Ханна Арендт - Эйхман в Иерусалиме. Банальность зла
У этого проекта довольно странная история. Эйхман, перепутав Мадагаскар с Угандой, всегда заявлял, что у него была «мечта, навеянная мечтой протагониста еврейской государственности Теодора Герцля», но эту мечту до Эйхмана вынашивали и другие — сначала польское правительство, которое в
1937 году уже рассматривало такой вариант, но поняло, что перевезти около трех миллионов своих евреев означало их убить; немногим позже такую же мечту вынашивал министр иностранных дел Франции Жорж Бонне: планы его были скромнее — он собирался отправить в эту французскую колонию двести тысяч евреев, не имевших французского гражданства. В 1938 году он даже консультировался по этому поводу у своего немецкого коллеги, Иоахима фон Риббентропа. Во всяком случае летом 1940 года, когда процесс эмиграции практически сошел на нет, Эйхману предложили разработать детальный план эвакуации четырех миллионов евреев на Мадагаскар, и он был занят этой задачей почти весь следующий год вплоть до нападения на Россию.
Четыре миллиона — поразительно низкая цифра: вывоз четырех миллионов евреев не мог сделать Европу judenrein. В это число явно не были включены три миллиона польских евреев, которых, как теперь известно, принялись уничтожать с первых же дней войны.

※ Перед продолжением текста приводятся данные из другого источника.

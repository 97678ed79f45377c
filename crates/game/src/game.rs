//! The simulation root: entity arena, collision world, clock and event queue.

use crate::config::GameConfig;
use crate::entity::{Client, EntityTable, MoveType, ThinkKind};
use crate::error::GameError;
use crate::events::GameEvent;
use engine_core::{EntityId, LevelTime, Team, Vec3};
use physics::{CollisionWorld, Contents, SurfaceFlags, MASK_PLAYERSOLID};
use rand::rngs::StdRng;
use rand::SeedableRng;

pub const PLAYER_MINS: Vec3 = Vec3::new(-16.0, -16.0, -24.0);
pub const PLAYER_MAXS: Vec3 = Vec3::new(16.0, 16.0, 40.0);
pub const PLAYER_VIEW_HEIGHT: f32 = 30.0;
pub const PLAYER_HEALTH: f32 = 100.0;

pub struct Game {
    pub config: GameConfig,
    pub time: LevelTime,
    pub entities: EntityTable,
    pub collision: CollisionWorld,
    events: Vec<GameEvent>,
    pub(crate) rng: StdRng,
}

impl Game {
    pub fn new(config: GameConfig) -> Self {
        log::info!(
            "new level: {} clients, {} entities, {} ms frames",
            config.max_clients,
            config.max_entities,
            config.frame_time_ms
        );
        Self {
            time: LevelTime::new(config.frame_time_ms),
            entities: EntityTable::new(config.max_clients, config.max_entities),
            collision: CollisionWorld::new(),
            events: Vec::new(),
            rng: StdRng::seed_from_u64(config.seed),
            config,
        }
    }

    /// Drop every entity, brush and pending event.
    pub fn reset_level(&mut self) {
        log::info!("level reset at {} ms", self.time.now());
        self.time = LevelTime::new(self.config.frame_time_ms);
        self.entities = EntityTable::new(self.config.max_clients, self.config.max_entities);
        self.collision.clear();
        self.events.clear();
        self.rng = StdRng::seed_from_u64(self.config.seed);
    }

    pub fn now(&self) -> i64 {
        self.time.now()
    }

    /// Add a box of world geometry.
    pub fn add_brush(&mut self, center: Vec3, half_extents: Vec3, contents: Contents, surface: SurfaceFlags) {
        self.collision
            .add_brush(EntityId::WORLD, center, half_extents, contents, surface);
    }

    /// Put a player in the first free client slot.
    pub fn spawn_client(&mut self, origin: Vec3, team: Team) -> Result<EntityId, GameError> {
        let slot = (1..=self.entities.max_clients())
            .map(EntityId::from)
            .find(|&id| !self.entities.in_use(id))
            .ok_or(GameError::EntityTableFull {
                max: self.entities.max_clients(),
            })?;

        let e = &mut self.entities[slot];
        e.in_use = true;
        e.classname = "player";
        e.origin = origin;
        e.old_origin = origin;
        e.mins = PLAYER_MINS;
        e.maxs = PLAYER_MAXS;
        e.contents = Contents::BODY;
        e.clip_mask = MASK_PLAYERSOLID;
        e.move_type = MoveType::Player;
        e.take_damage = true;
        e.health = PLAYER_HEALTH;
        e.team = team;
        e.client = Some(Client {
            view_height: PLAYER_VIEW_HEIGHT,
            spawned: true,
            ..Default::default()
        });
        self.link_entity(slot);
        log::info!("client {} joined team {:?}", slot, team);
        Ok(slot)
    }

    /// Spawn a damageable non-client box (practice dummy, crate, door).
    pub fn spawn_target(
        &mut self,
        origin: Vec3,
        mins: Vec3,
        maxs: Vec3,
        health: f32,
        move_type: MoveType,
    ) -> Result<EntityId, GameError> {
        let id = self.entities.spawn(self.now())?;
        let e = &mut self.entities[id];
        e.classname = "target";
        e.origin = origin;
        e.old_origin = origin;
        e.mins = mins;
        e.maxs = maxs;
        e.contents = Contents::BODY;
        e.move_type = move_type;
        e.brush_model = matches!(move_type, MoveType::Push);
        e.take_damage = true;
        e.health = health;
        self.link_entity(id);
        Ok(id)
    }

    /// Move a client and aim its view.
    pub fn place_client(&mut self, id: EntityId, origin: Vec3, view_angles: Vec3) {
        let Some(e) = self.entities.get_mut(id) else {
            return;
        };
        e.old_origin = e.origin;
        e.origin = origin;
        if let Some(client) = e.client.as_mut() {
            client.view_angles = view_angles;
        }
        self.link_entity(id);
    }

    /// Sync an entity's box into the collision world.
    pub fn link_entity(&mut self, id: EntityId) {
        let Some(e) = self.entities.get(id) else {
            self.collision.unlink_entity(id);
            return;
        };
        let antilag = self.entities.is_client(id);
        self.collision
            .link_entity(id, e.origin, e.mins, e.maxs, e.contents, antilag);
    }

    pub fn free_entity(&mut self, id: EntityId) {
        self.collision.unlink_entity(id);
        self.entities.free(id, self.now());
    }

    pub fn spawn_event(&mut self, event: GameEvent) {
        log::trace!("event {:?} at {:?}", event.kind, event.origin);
        self.events.push(event);
    }

    pub fn events(&self) -> &[GameEvent] {
        &self.events
    }

    /// Hand queued events to the caller.
    pub fn take_events(&mut self) -> Vec<GameEvent> {
        std::mem::take(&mut self.events)
    }

    /// Advance one server frame: clock, lag history, movement, thinks.
    pub fn run_frame(&mut self) {
        self.time.advance();
        let now = self.now();
        self.collision.record_snapshot(now);

        for id in self.entities.ids_in_use() {
            if !self.entities.in_use(id) {
                continue;
            }
            self.run_movement(id);

            let Some(e) = self.entities.get_mut(id) else {
                continue;
            };
            if e.next_think > 0 && e.next_think <= now {
                e.next_think = 0;
                if let Some(think) = e.think {
                    self.run_think(id, think);
                }
            }
        }
    }

    fn run_think(&mut self, id: EntityId, think: ThinkKind) {
        match think {
            ThinkKind::Free => self.free_entity(id),
            ThinkKind::GrenadeExplode => self.grenade_explode(id, Vec3::ZERO),
            ThinkKind::Plasma => self.think_plasma(id),
            ThinkKind::Laser => self.laser_think(id),
        }
    }
}

#[cfg(test)]
mod tests {
    use super::*;

    #[test]
    fn clients_fill_reserved_slots() {
        let mut game = Game::new(GameConfig {
            max_clients: 2,
            ..Default::default()
        });
        assert_eq!(game.spawn_client(Vec3::ZERO, Team::Alpha).unwrap(), EntityId(1));
        assert_eq!(game.spawn_client(Vec3::X * 100.0, Team::Beta).unwrap(), EntityId(2));
        assert!(game.spawn_client(Vec3::ZERO, Team::Beta).is_err());
        assert!(game.collision.is_linked(EntityId(2)));
    }

    #[test]
    fn free_think_runs_on_time() {
        let mut game = Game::new(GameConfig::default());
        let id = game.entities.spawn(0).unwrap();
        game.entities[id].schedule(ThinkKind::Free, 32);
        game.run_frame();
        assert!(game.entities.in_use(id));
        game.run_frame();
        assert!(!game.entities.in_use(id));
    }

    #[test]
    fn reset_clears_everything() {
        let mut game = Game::new(GameConfig::default());
        game.spawn_client(Vec3::ZERO, Team::Players).unwrap();
        game.run_frame();
        game.reset_level();
        assert_eq!(game.now(), 0);
        assert_eq!(game.entities.count_in_use(), 1);
        assert!(!game.collision.is_linked(EntityId(1)));
    }
}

Вряд ли кто-либо, кроме Эйхмана и еще кучки мелких чиновников, принимал этот проект всерьез, потому что — кроме того, что эта территория была явно неподходящей, не говоря уж о том, что принадлежала она все-таки Франции — план предполагал наличие морского транспорта для четырех миллионов человек, да еще в разгар войны, когда Атлантику контролировал Британский военный флот! Мадагаскарский план был изначально призван служить завесой, за которой могла бы идти подготовка к физическому уничтожению всех западноевропейских евреев (для уничтожения польских евреев такой завесы даже не потребовалось!), а его великим достижением для армии проверенных антисемитов, которые, как они ни тщились, всегда на шаг отставали от фюрера, была «прививка» мысли о том. что для решения еврейского вопроса никакое из предвари-тельных действий — будь то специальные законы, или «диссимиляция», или создание гетто — не годится, а годится исключительно тотальная эвакуация. И когда годом позже Мадагаскар-ский проект стал, как было объявлено, «устарелым», все уже были психологически, или скорее логически, готовы к следующему шагу: поскольку территории, на которую можно «эвакуировать», не существует, единственным «решением» является полное уничтожение.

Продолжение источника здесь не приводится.